** Provided data follows **

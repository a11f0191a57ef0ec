//! Argument groups and helpers shared by the commands.

use super::Host;
use super::config::Config;
use crate::Result;
use crate::targets::{Target, TargetSource, filter_targets};
use camino::{Utf8Path, Utf8PathBuf};
use clap::{Args, ValueEnum};
use std::io::Write;

const LOG_TARGET: &str = "   stdrank";

/// Log level for diagnostic output
#[derive(Debug, Clone, Copy, PartialEq, Eq, Default, ValueEnum)]
pub enum LogLevel {
    /// No logging output
    None,

    /// Only error messages
    Error,

    /// Warning and error messages
    Warn,

    /// Info, warning, and error messages
    #[default]
    Info,

    /// Debug, info, warning, and error messages
    Debug,

    /// Trace, debug, info, warning, and error messages
    Trace,
}

/// Arguments that decide where configuration and the package list come from
#[derive(Args, Debug, Default)]
pub struct SourceArgs {
    /// Path to configuration file (default is `stdrank.toml`)
    #[arg(long, short = 'c', value_name = "PATH")]
    pub config: Option<Utf8PathBuf>,

    /// Read the packages to measure from a file, one per line, instead of running `go list std`
    #[arg(long, value_name = "PATH")]
    pub targets_file: Option<Utf8PathBuf>,

    /// Go toolchain used to list the standard library
    #[arg(long, value_name = "PATH")]
    pub go: Option<Utf8PathBuf>,

    /// Set the logging level for diagnostic output
    #[arg(long, value_name = "LEVEL", default_value = "info")]
    pub log_level: LogLevel,
}

impl SourceArgs {
    /// Set up logging and read the configuration.
    pub fn load_config(&self) -> Result<Config> {
        init_logging(self.log_level);
        Config::load(Utf8Path::new("."), self.config.as_ref())
    }

    /// Where the package list comes from; the command line wins over the configuration file.
    #[must_use]
    pub fn target_source(&self, config: &Config) -> TargetSource {
        if let Some(path) = self.targets_file.as_ref().or(config.targets_file.as_ref()) {
            return TargetSource::File(path.clone());
        }

        TargetSource::GoList {
            go: self.go.clone().unwrap_or_else(|| config.go.clone()),
        }
    }
}

/// Enumerate the packages to measure, with internal packages removed.
pub async fn load_targets(source: &TargetSource) -> Result<Vec<Target>> {
    let raw = source.load().await?;
    let total = raw.len();
    let targets = filter_targets(raw);

    log::info!(target: LOG_TARGET, "Found {total} packages, {} of them public", targets.len());
    Ok(targets)
}

/// Report a fatal error, naming the phase that failed, and end the process.
pub fn fail<H: Host, T>(host: &mut H, phase: &str, e: ohno::AppError) -> Result<T> {
    let _ = writeln!(host.error(), "❌ Failed while {phase}: {e}");
    host.exit(1);
    Err(e)
}

pub fn init_logging(log_level: LogLevel) {
    let level = match log_level {
        LogLevel::None => return,
        LogLevel::Error => "error",
        LogLevel::Warn => "warn",
        LogLevel::Info => "info",
        LogLevel::Debug => "debug",
        LogLevel::Trace => "trace",
    };

    let env = env_logger::Env::default().filter_or("RUST_LOG", level);

    // A second command in the same process keeps the first logger
    let _ = env_logger::Builder::from_env(env)
        .format_timestamp(None)
        .format_module_path(false)
        .format_target(matches!(log_level, LogLevel::Debug | LogLevel::Trace))
        .try_init();
}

** End of Provided data **

* _Activity_
The full listing above is to be transcribed exactly.

* _Written solution_
repository a11f0191a57ef0ec
//! Argument groups and helpers shared by the commands.

use super::Host;
use super::config::Config;
use crate::Result;
use crate::targets::{Target, TargetSource, filter_targets};
use camino::{Utf8Path, Utf8PathBuf};
use clap::{Args, ValueEnum};
use std::io::Write;

const LOG_TARGET: &str = "   stdrank";

/// Log level for diagnostic output
#[derive(Debug, Clone, Copy, PartialEq, Eq, Default, ValueEnum)]
pub enum LogLevel {
    /// No logging output
    None,

    /// Only error messages
    Error,

    /// Warning and error messages
    Warn,

    /// Info, warning, and error messages
    #[default]
    Info,

    /// Debug, info, warning, and error messages
    Debug,

    /// Trace, debug, info, warning, and error messages
    Trace,
}

/// Arguments that decide where configuration and the package list come from
#[derive(Args, Debug, Default)]
pub struct SourceArgs {
    /// Path to configuration file (default is `stdrank.toml`)
    #[arg(long, short = 'c', value_name = "PATH")]
    pub config: Option<Utf8PathBuf>,

    /// Read the packages to measure from a file, one per line, instead of running `go list std`
    #[arg(long, value_name = "PATH")]
    pub targets_file: Option<Utf8PathBuf>,

    /// Go toolchain used to list the standard library
    #[arg(long, value_name = "PATH")]
    pub go: Option<Utf8PathBuf>,

    /// Set the logging level for diagnostic output
    #[arg(long, value_name = "LEVEL", default_value = "info")]
    pub log_level: LogLevel,
}

impl SourceArgs {
    /// Set up logging and read the configuration.
    pub fn load_config(&self) -> Result<Config> {
        init_logging(self.log_level);
        Config::load(Utf8Path::new("."), self.config.as_ref())
    }

    /// Where the package list comes from; the command line wins over the configuration file.
    #[must_use]
    pub fn target_source(&self, config: &Config) -> TargetSource {
        if let Some(path) = self.targets_file.as_ref().or(config.targets_file.as_ref()) {
            return TargetSource::File(path.clone());
        }

        TargetSource::GoList {
            go: self.go.clone().unwrap_or_else(|| config.go.clone()),
        }
    }
}

/// Enumerate the packages to measure, with internal packages removed.
pub async fn load_targets(source: &TargetSource) -> Result<Vec<Target>> {
    let raw = source.load().await?;
    let total = raw.len();
    let targets = filter_targets(raw);

    log::info!(target: LOG_TARGET, "Found {total} packages, {} of them public", targets.len());
    Ok(targets)
}

/// Report a fatal error, naming the phase that failed, and end the process.
pub fn fail<H: Host, T>(host: &mut H, phase: &str, e: ohno::AppError) -> Result<T> {
    let _ = writeln!(host.error(), "❌ Failed while {phase}: {e}");
    host.exit(1);
    Err(e)
}

pub fn init_logging(log_level: LogLevel) {
    let level = match log_level {
        LogLevel::None => return,
        LogLevel::Error => "error",
        LogLevel::Warn => "warn",
        LogLevel::Info => "info",
        LogLevel::Debug => "debug",
        LogLevel::Trace => "trace",
    };

    let env = env_logger::Env::default().filter_or("RUST_LOG", level);

    // A second command in the same process keeps the first logger
    let _ = env_logger::Builder::from_env(env)
        .format_timestamp(None)
        .format_module_path(false)
        .format_target(matches!(log_level, LogLevel::Debug | LogLevel::Trace))
        .try_init();
}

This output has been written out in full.